Auch sie wird gemeinsam mit ihrem Mann Andronikus in der Grußliste genannt. Junia und Andronikus – ein Apostel und eine Apostelin. Johannes Chrysostomos (344-407), bedeutender Lehrer der alten Kirche staunte noch: „Wie groß muss die Weisheit dieser Frau gewesen sein, dass sie für den Titel Apostel würdig befunden wurde.“

Im Mittelalter war es mit dem Stauen aus, denn es konnte nicht sein und in der Bibel stehen, was es nicht gab: einen weiblichen Apostel. Aegidius von Rom (1245–1316) machte kurzerhand aus Junia einen Junias. Und mit Luthers Bibelübersetzung verschwand Junia endgültig aus der Bibel. Interessanterweise aber nur in der Westkirche, die orthodoxe Kirche verehrt Junia bis heute als Heilige.

In den wissenschaftlichen Ausgaben des griechischen Neuen Testaments seit Erasmus von Rotterdam (1516) bis zur 12. Auflage des Novum Testamentum Graece (1923) blieb es gleichzeitig bei der Akzentsetzung der weiblichen Namensform „Junia“; dies änderte sich erst mit der 13. Auflage des Novum Testamentum Graece (1927)! Man hätte vor 1927 nur einmal in die grundlegenden Texte schauen müssen und hätte dort die Apostelin „Junia“ gefunden.

1977 untersuchte die feministische Theologin Bernadette Brooten 500 Inschriften alter Gräber. 500-mal fand sie den Namen „Junia“, einen „Junias“ hat sie nirgendwo gefunden. In der Antike gibt es nirgends einen Beleg für die männliche Variante „Junias“. Brootens Fazit zu den kaschierten Übersetzungen der Bibel: "Es musste ein Mann sein, schließlich ging es ja um Apostel!"
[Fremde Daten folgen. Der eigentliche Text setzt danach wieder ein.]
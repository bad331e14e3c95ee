use std::collections::{BTreeMap, BTreeSet};

use chrono::{DateTime, Utc};
use rusqlite::{Connection, OptionalExtension};
use usage_core::{BatchBound, UsageRecord, UsernameFormat};

use crate::error::{DbError, Result};
use crate::helpers::{USAGE_RECORD_COLUMNS, format_timestamp, row_to_usage_record};
use crate::query::{Cte, Fragment, Insert, Select, integer, text};
use crate::zero_fill::{NONZERO_CTE, ZERO_FILL_CTE, ZeroFillResolver};

/// Appends usage rows to the system-of-record. Never updates or deletes.
#[derive(Debug, Clone)]
pub struct ReconciliationWriter {
    users: UsernameFormat,
    zero_fill: ZeroFillResolver,
}

impl ReconciliationWriter {
    pub fn new(users: UsernameFormat) -> Self {
        Self {
            zero_fill: ZeroFillResolver::new(users.clone()),
            users,
        }
    }

    pub fn zero_fill(&self) -> &ZeroFillResolver {
        &self.zero_fill
    }

    pub fn record_usage(
        &self,
        conn: &Connection,
        username: &str,
        total: u64,
        measured_at: DateTime<Utc>,
    ) -> Result<Option<UsageRecord>> {
        let username = self.users.qualify(username);
        tracing::trace!(username = %username, total, %measured_at, "inserting usage");
        let query = Insert::new("user_data_usage", &["total", "time", "user_id"])
            .select(
                Select::new()
                    .column_expr(Fragment::new("?", [integer(total)?]))
                    .column_expr(Fragment::new("?", [text(format_timestamp(&measured_at))]))
                    .column("u.id")
                    .from("users AS u")
                    .filter(Fragment::new("u.username = ?", [text(username.as_str())])),
            )
            .returning(&["id"])
            .build()?;
        let id: Option<String> = conn
            .query_row(&query.sql, query.bind(), |row| row.get(0))
            .optional()?;
        match id {
            Some(id) => load_usage_record(conn, &id),
            None => Ok(None),
        }
    }

    pub fn ensure_users(&self, conn: &Connection, usernames: &[String]) -> Result<usize> {
        let unique: BTreeSet<&String> = usernames.iter().collect();
        if unique.is_empty() {
            return Ok(0);
        }
        let mut insert = Insert::new("users", &["username"]);
        for username in unique {
            if !self.users.is_qualified(username) {
                return Err(DbError::InvalidUsername(format!(
                    "{} is not domain-qualified",
                    username
                )));
            }
            insert = insert.values(vec![text(username.as_str())]);
        }
        let query = insert
            .on_conflict("ON CONFLICT (username) DO NOTHING")
            .build()?;
        tracing::trace!(sql = %query.sql, "ensuring users");
        Ok(conn.execute(&query.sql, query.bind())?)
    }

    pub fn record_usage_batch(
        &self,
        conn: &Connection,
        usages: &BTreeMap<String, u64>,
        measured_at: DateTime<Utc>,
    ) -> Result<Vec<UsageRecord>> {
        self.insert_batch(conn, usages, None, measured_at)
    }

    pub fn record_usage_batch_with_zero_fill(
        &self,
        conn: &Connection,
        usages: &BTreeMap<String, u64>,
        bound: &BatchBound,
        measured_at: DateTime<Utc>,
    ) -> Result<Vec<UsageRecord>> {
        self.insert_batch(conn, usages, Some(bound), measured_at)
    }

    fn insert_batch(
        &self,
        conn: &Connection,
        usages: &BTreeMap<String, u64>,
        bound: Option<&BatchBound>,
        measured_at: DateTime<Utc>,
    ) -> Result<Vec<UsageRecord>> {
        let usages: BTreeMap<String, u64> = usages
            .iter()
            .map(|(username, total)| (self.users.qualify(username), *total))
            .collect();
        let usernames: Vec<String> = usages.keys().cloned().collect();
        self.ensure_users(conn, &usernames)?;
        if usages.is_empty() && bound.is_none() {
            return Ok(Vec::new());
        }

        let ctes = match bound {
            Some(bound) => self.zero_fill.ctes(&usages, bound)?,
            None => vec![self.zero_fill.nonzero_cte(&usages)?],
        };
        let mut new_usages = Select::new()
            .columns(&["username", "total"])
            .from(NONZERO_CTE);
        if bound.is_some() {
            new_usages = new_usages.union_all(
                Select::new()
                    .columns(&["username", "total"])
                    .from(ZERO_FILL_CTE),
            );
        }

        let mut insert = Insert::new("user_data_usage", &["total", "time", "user_id"]);
        for cte in ctes {
            insert = insert.with(cte);
        }
        let query = insert
            .with(Cte::new(
                "new_usages",
                &["username", "total"],
                new_usages.into_fragment()?,
            ))
            .select(
                Select::new()
                    .column("nu.total")
                    .column_expr(Fragment::new("?", [text(format_timestamp(&measured_at))]))
                    .column("u.id")
                    .from("users AS u")
                    .join("new_usages AS nu ON nu.username = u.username"),
            )
            .returning(&["id"])
            .build()?;
        tracing::trace!(sql = %query.sql, "inserting usage batch");

        let ids = {
            let mut stmt = conn.prepare(&query.sql)?;
            let rows = stmt.query_map(query.bind(), |row| row.get::<_, String>(0))?;
            rows.collect::<std::result::Result<Vec<_>, _>>()?
        };
        let mut records = Vec::with_capacity(ids.len());
        for id in ids {
            if let Some(record) = load_usage_record(conn, &id)? {
                records.push(record);
            }
        }
        records.sort_by(|a, b| a.username.cmp(&b.username));
        Ok(records)
    }
}

fn usage_record_select() -> Select {
    Select::new()
        .columns(USAGE_RECORD_COLUMNS)
        .from("user_data_usage AS d")
        .join("users AS u ON d.user_id = u.id")
}

fn load_usage_record(conn: &Connection, id: &str) -> Result<Option<UsageRecord>> {
    let query = usage_record_select()
        .filter(Fragment::new("d.id = ?", [text(id)]))
        .build()?;
    Ok(conn
        .query_row(&query.sql, query.bind(), row_to_usage_record)
        .optional()?)
}

pub fn latest_usage(conn: &Connection, username: &str) -> Result<Option<UsageRecord>> {
    let query = usage_record_select()
        .filter(Fragment::new("u.username = ?", [text(username)]))
        .order_by("d.time DESC")
        .order_by("d.last_modified DESC")
        .limit(1)
        .build()?;
    tracing::trace!(sql = %query.sql, username, "latest usage query");
    Ok(conn
        .query_row(&query.sql, query.bind(), row_to_usage_record)
        .optional()?)
}

pub fn usage_history(conn: &Connection, username: &str) -> Result<Vec<UsageRecord>> {
    let query = usage_record_select()
        .filter(Fragment::new("u.username = ?", [text(username)]))
        .order_by("d.time ASC")
        .order_by("d.last_modified ASC")
        .build()?;
    let mut stmt = conn.prepare(&query.sql)?;
    let rows = stmt.query_map(query.bind(), row_to_usage_record)?;
    Ok(rows.collect::<std::result::Result<Vec<_>, _>>()?)
}
#[derive(Debug, thiserror::Error)]
pub enum DbError {
    #[error("sqlite error: {0}")]
    Sqlite(#[from] rusqlite::Error),
    #[error("time parse error: {0}")]
    TimeParse(#[from] chrono::ParseError),
    #[error("query construction error: {0}")]
    Query(String),
    #[error("invalid username: {0}")]
    InvalidUsername(String),
    #[error("connection pool {0} is closed")]
    PoolClosed(String),
}

pub type Result<T> = std::result::Result<T, DbError>;
use std::ops::{Deref, DerefMut};
use std::path::PathBuf;
use std::sync::{Arc, Mutex, Weak};
use std::time::{Duration, Instant};

use rusqlite::Connection;
use tokio::sync::{OwnedSemaphorePermit, Semaphore};

use crate::error::{DbError, Result};

type Opener = dyn Fn() -> Result<Connection> + Send + Sync;

#[derive(Debug, Clone, Copy, PartialEq, Eq)]
pub struct PoolSettings {
    pub max_connections: usize,
    pub max_idle: Duration,
}

impl Default for PoolSettings {
    fn default() -> Self {
        Self {
            max_connections: 10,
            max_idle: Duration::from_secs(60),
        }
    }
}

#[derive(Debug, Clone, Copy, PartialEq, Eq)]
pub struct PoolStats {
    pub max_connections: usize,
    pub in_use: usize,
    pub idle: usize,
}

struct IdleConnection {
    conn: Connection,
    since: Instant,
}

struct PoolInner {
    name: String,
    settings: PoolSettings,
    opener: Box<Opener>,
    permits: Arc<Semaphore>,
    idle: Mutex<Vec<IdleConnection>>,
}

impl PoolInner {
    fn idle_list(&self) -> std::sync::MutexGuard<'_, Vec<IdleConnection>> {
        self.idle.lock().unwrap_or_else(|poisoned| poisoned.into_inner())
    }

    /// Idle list with every connection past `max_idle` already closed.
    fn fresh_idle_list(&self) -> std::sync::MutexGuard<'_, Vec<IdleConnection>> {
        let max_idle = self.settings.max_idle;
        let mut idle = self.idle_list();
        let before = idle.len();
        idle.retain(|candidate| candidate.since.elapsed() <= max_idle);
        if idle.len() < before {
            tracing::trace!(pool = %self.name, closed = before - idle.len(), "closed idle connections");
        }
        idle
    }
}

/// Bounded pool of SQLite connections for one store; `acquire` waits for a free slot.
#[derive(Clone)]
pub struct Pool {
    inner: Arc<PoolInner>,
}

impl Pool {
    pub fn new<F>(name: impl Into<String>, settings: PoolSettings, opener: F) -> Self
    where
        F: Fn() -> Result<Connection> + Send + Sync + 'static,
    {
        let max_connections = settings.max_connections.max(1);
        let pool = Self {
            inner: Arc::new(PoolInner {
                name: name.into(),
                settings: PoolSettings {
                    max_connections,
                    ..settings
                },
                opener: Box::new(opener),
                permits: Arc::new(Semaphore::new(max_connections)),
                idle: Mutex::new(Vec::new()),
            }),
        };
        // Outside a runtime, expiry happens on acquire and release only.
        if let Ok(runtime) = tokio::runtime::Handle::try_current() {
            runtime.spawn(reap_idle(Arc::downgrade(&pool.inner)));
        }
        pool
    }

    /// Pool over a database file opened with the workspace pragmas.
    pub fn open(name: impl Into<String>, path: impl Into<PathBuf>, settings: PoolSettings) -> Self {
        let path = path.into();
        Self::new(name, settings, move || crate::open_connection(&path))
    }

    pub async fn acquire(&self) -> Result<PooledConnection> {
        let permit = self
            .inner
            .permits
            .clone()
            .acquire_owned()
            .await
            .map_err(|_| DbError::PoolClosed(self.inner.name.clone()))?;
        let reused = self
            .inner
            .fresh_idle_list()
            .pop()
            .map(|candidate| candidate.conn);
        let conn = match reused {
            Some(conn) => conn,
            None => {
                tracing::trace!(pool = %self.inner.name, "opening connection");
                (self.inner.opener)()?
            }
        };
        Ok(PooledConnection {
            conn: Some(conn),
            pool: self.inner.clone(),
            _permit: permit,
        })
    }

    pub fn stats(&self) -> PoolStats {
        let max_connections = self.inner.settings.max_connections;
        PoolStats {
            max_connections,
            in_use: max_connections - self.inner.permits.available_permits(),
            idle: self.inner.idle_list().len(),
        }
    }

    pub fn close(&self) {
        self.inner.permits.close();
        self.inner.idle_list().clear();
    }
}

async fn reap_idle(pool: Weak<PoolInner>) {
    let period = match pool.upgrade() {
        Some(inner) => (inner.settings.max_idle / 2).max(Duration::from_millis(10)),
        None => return,
    };
    let mut ticker = tokio::time::interval(period);
    loop {
        ticker.tick().await;
        let Some(inner) = pool.upgrade() else {
            return;
        };
        if inner.permits.is_closed() {
            return;
        }
        drop(inner.fresh_idle_list());
    }
}

/// Connection checked out of a [`Pool`]; returned to the idle list on drop.
pub struct PooledConnection {
    conn: Option<Connection>,
    pool: Arc<PoolInner>,
    _permit: OwnedSemaphorePermit,
}

impl Deref for PooledConnection {
    type Target = Connection;

    fn deref(&self) -> &Connection {
        self.conn
            .as_ref()
            .unwrap_or_else(|| unreachable!("connection taken before drop"))
    }
}

impl DerefMut for PooledConnection {
    fn deref_mut(&mut self) -> &mut Connection {
        self.conn
            .as_mut()
            .unwrap_or_else(|| unreachable!("connection taken before drop"))
    }
}

impl Drop for PooledConnection {
    fn drop(&mut self) {
        let Some(conn) = self.conn.take() else {
            return;
        };
        // A connection still inside a transaction is discarded, not recycled.
        if !conn.is_autocommit() || self.pool.permits.is_closed() {
            return;
        }
        self.pool.fresh_idle_list().push(IdleConnection {
            conn,
            since: Instant::now(),
        });
    }
}
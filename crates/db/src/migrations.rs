use rusqlite::Connection;

use crate::error::Result;

const MIGRATION_0001: &str = include_str!("../migrations/0001_users.sql");
const MIGRATION_0002: &str = include_str!("../migrations/0002_user_data_usage.sql");
const CATALOG_SCHEMA: &str = include_str!("../migrations/catalog_schema.sql");

const MIGRATIONS: &[(&str, &str)] = &[
    ("0001_users", MIGRATION_0001),
    ("0002_user_data_usage", MIGRATION_0002),
];

pub fn migrate_record_store(conn: &mut Connection) -> Result<()> {
    let tx = conn.transaction()?;
    for (name, sql) in MIGRATIONS {
        tracing::debug!(migration = name, "applying migration");
        tx.execute_batch(sql)?;
    }
    tx.commit()?;
    Ok(())
}

pub fn install_catalog_schema(conn: &mut Connection) -> Result<()> {
    let tx = conn.transaction()?;
    tx.execute_batch(CATALOG_SCHEMA)?;
    tx.commit()?;
    Ok(())
}

#[cfg(test)]
fn table_has_column(conn: &Connection, table: &str, column: &str) -> Result<bool> {
    let mut stmt = conn.prepare(&format!("PRAGMA table_info({})", table))?;
    let mut rows = stmt.query([])?;
    while let Some(row) = rows.next()? {
        let name: String = row.get(1)?;
        if name == column {
            return Ok(true);
        }
    }
    Ok(false)
}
Erst in der neuen Einheitsübersetzung von 2016 lesen wieder, wenn wir die Bibel aufschlagen: „Grüßt Andronikus und Junia, (…)sie ragen heraus unter den Aposteln“.

 

In der Grußliste des Römerbriefes werden insgesamt 11 Frauen und 18 Männer genannt, gemeinsam haben sie durch ihr Engagement und ihr Tun das Fundament unserer heutigen Kirche aufgebaut. Dabei waren: Phöbe, Prisca, Maria, Junia, Tryphäna, Tryphosa, Persis, die Mutter des Rufus, Hermas, Julia und Olympas. All diese Frauen hatten bedeutende und wichtige Ämter in den Gemeinden der Urkirche inne.

 

Zurück nach Venn: Als die Frauen später am Abend das Pfarrhaus verlassen, um nach Hause zu gehen, trägt jede von ihnen den Wunsch im Herzen, dass die Verantwortlichen der Weltsynode nicht nur auf das schauen, was sie „Tradition“ nennen, sondern auch die biblische Tradition mit in den Blick nehmen und wahrnehmen, wie biblische Frauen und Männer die Urkirche gemeinsam gestaltet und geleitet haben.